(Collected data)
=== Section Start ===
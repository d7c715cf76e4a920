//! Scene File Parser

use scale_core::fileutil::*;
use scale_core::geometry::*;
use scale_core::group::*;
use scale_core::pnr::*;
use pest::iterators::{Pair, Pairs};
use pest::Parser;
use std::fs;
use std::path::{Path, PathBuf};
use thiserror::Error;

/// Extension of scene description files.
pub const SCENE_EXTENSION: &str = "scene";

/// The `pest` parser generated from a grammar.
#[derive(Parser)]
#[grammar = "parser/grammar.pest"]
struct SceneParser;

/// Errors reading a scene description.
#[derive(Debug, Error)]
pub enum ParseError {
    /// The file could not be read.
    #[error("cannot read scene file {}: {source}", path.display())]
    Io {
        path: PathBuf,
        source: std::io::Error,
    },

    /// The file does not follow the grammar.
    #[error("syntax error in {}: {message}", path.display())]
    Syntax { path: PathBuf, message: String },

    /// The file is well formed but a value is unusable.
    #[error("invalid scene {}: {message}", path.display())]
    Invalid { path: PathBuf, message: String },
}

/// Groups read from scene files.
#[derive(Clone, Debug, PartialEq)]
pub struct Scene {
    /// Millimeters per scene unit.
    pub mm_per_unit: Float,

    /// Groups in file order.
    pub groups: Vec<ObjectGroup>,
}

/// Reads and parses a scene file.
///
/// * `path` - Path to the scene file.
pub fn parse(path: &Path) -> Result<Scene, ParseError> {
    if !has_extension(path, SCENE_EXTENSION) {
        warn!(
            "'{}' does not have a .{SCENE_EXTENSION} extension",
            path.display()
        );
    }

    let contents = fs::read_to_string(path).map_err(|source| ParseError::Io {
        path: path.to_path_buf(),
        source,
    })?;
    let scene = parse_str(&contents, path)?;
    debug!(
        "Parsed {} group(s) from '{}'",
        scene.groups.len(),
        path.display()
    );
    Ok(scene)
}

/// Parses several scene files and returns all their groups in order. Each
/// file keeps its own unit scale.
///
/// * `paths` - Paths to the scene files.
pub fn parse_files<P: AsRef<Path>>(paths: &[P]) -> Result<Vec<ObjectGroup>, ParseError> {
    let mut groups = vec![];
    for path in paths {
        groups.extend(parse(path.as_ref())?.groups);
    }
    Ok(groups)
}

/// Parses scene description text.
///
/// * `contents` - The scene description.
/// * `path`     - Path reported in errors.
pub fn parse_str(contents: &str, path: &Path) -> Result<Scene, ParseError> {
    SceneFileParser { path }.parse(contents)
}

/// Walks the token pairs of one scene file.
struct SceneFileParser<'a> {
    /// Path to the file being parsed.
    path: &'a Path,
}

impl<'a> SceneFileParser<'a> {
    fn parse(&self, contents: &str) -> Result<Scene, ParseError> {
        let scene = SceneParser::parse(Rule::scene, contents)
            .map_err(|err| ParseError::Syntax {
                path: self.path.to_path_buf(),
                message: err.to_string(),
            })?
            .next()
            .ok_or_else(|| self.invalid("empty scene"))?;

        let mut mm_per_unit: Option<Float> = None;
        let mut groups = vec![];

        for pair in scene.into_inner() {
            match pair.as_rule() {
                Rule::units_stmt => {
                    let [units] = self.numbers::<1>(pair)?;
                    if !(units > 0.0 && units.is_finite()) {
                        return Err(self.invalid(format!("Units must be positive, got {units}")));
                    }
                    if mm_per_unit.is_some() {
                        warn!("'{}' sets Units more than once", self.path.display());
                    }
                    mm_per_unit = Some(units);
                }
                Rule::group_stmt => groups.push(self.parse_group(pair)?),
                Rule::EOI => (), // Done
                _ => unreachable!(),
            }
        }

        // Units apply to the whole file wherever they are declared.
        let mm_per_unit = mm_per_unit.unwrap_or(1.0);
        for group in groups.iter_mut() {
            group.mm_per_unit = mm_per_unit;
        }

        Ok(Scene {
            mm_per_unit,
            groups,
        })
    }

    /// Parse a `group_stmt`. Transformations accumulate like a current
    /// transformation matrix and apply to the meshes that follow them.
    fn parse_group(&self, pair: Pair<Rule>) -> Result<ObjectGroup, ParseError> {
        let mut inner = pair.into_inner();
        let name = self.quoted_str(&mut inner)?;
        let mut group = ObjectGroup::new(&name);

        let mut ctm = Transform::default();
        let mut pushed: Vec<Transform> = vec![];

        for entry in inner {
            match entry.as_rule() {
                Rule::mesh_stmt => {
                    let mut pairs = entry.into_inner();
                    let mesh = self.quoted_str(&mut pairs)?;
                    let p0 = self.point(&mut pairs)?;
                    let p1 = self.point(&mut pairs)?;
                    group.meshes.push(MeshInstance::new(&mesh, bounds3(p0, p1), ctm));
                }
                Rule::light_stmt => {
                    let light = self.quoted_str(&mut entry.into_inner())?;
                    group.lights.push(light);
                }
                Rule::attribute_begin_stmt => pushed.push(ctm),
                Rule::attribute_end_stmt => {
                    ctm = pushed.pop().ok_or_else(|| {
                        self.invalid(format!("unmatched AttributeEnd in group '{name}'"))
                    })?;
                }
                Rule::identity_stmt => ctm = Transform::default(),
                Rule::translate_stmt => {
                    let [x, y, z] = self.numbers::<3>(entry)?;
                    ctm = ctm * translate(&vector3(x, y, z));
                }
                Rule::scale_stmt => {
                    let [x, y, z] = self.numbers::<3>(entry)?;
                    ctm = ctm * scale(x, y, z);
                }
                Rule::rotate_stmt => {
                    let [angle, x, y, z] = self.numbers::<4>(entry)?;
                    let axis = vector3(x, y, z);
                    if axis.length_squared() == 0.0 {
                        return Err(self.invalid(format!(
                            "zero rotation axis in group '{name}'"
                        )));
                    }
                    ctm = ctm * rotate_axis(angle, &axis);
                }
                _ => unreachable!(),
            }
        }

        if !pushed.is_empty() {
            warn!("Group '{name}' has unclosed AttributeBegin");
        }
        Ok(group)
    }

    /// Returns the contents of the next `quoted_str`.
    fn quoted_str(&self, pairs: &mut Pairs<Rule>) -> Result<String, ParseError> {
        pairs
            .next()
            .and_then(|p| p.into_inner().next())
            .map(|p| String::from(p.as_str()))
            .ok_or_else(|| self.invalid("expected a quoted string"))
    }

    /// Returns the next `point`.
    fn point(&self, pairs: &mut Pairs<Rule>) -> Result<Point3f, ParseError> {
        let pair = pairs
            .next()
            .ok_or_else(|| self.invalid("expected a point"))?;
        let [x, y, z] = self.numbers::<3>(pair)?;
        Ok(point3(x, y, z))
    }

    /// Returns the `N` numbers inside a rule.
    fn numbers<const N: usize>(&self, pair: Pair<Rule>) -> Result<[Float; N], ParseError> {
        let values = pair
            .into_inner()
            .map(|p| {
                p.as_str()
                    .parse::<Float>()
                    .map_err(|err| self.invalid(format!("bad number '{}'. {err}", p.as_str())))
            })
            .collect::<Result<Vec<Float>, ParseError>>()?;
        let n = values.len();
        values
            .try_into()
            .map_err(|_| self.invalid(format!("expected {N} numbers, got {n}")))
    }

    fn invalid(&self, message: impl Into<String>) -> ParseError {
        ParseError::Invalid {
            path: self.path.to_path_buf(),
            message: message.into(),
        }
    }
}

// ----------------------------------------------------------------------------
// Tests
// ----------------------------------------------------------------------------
=== Section End ===
■ Problem to work on: Lines from the first one above through the line containing "scene description files." are to be retyped exactly, both included, and nothing more.

■ Problem solution:
repository d7c715cf76e4a920
//! Scene File Parser

use scale_core::fileutil::*;
use scale_core::geometry::*;
use scale_core::group::*;
use scale_core::pnr::*;
use pest::iterators::{Pair, Pairs};
use pest::Parser;
use std::fs;
use std::path::{Path, PathBuf};
use thiserror::Error;

/// Extension of scene description files.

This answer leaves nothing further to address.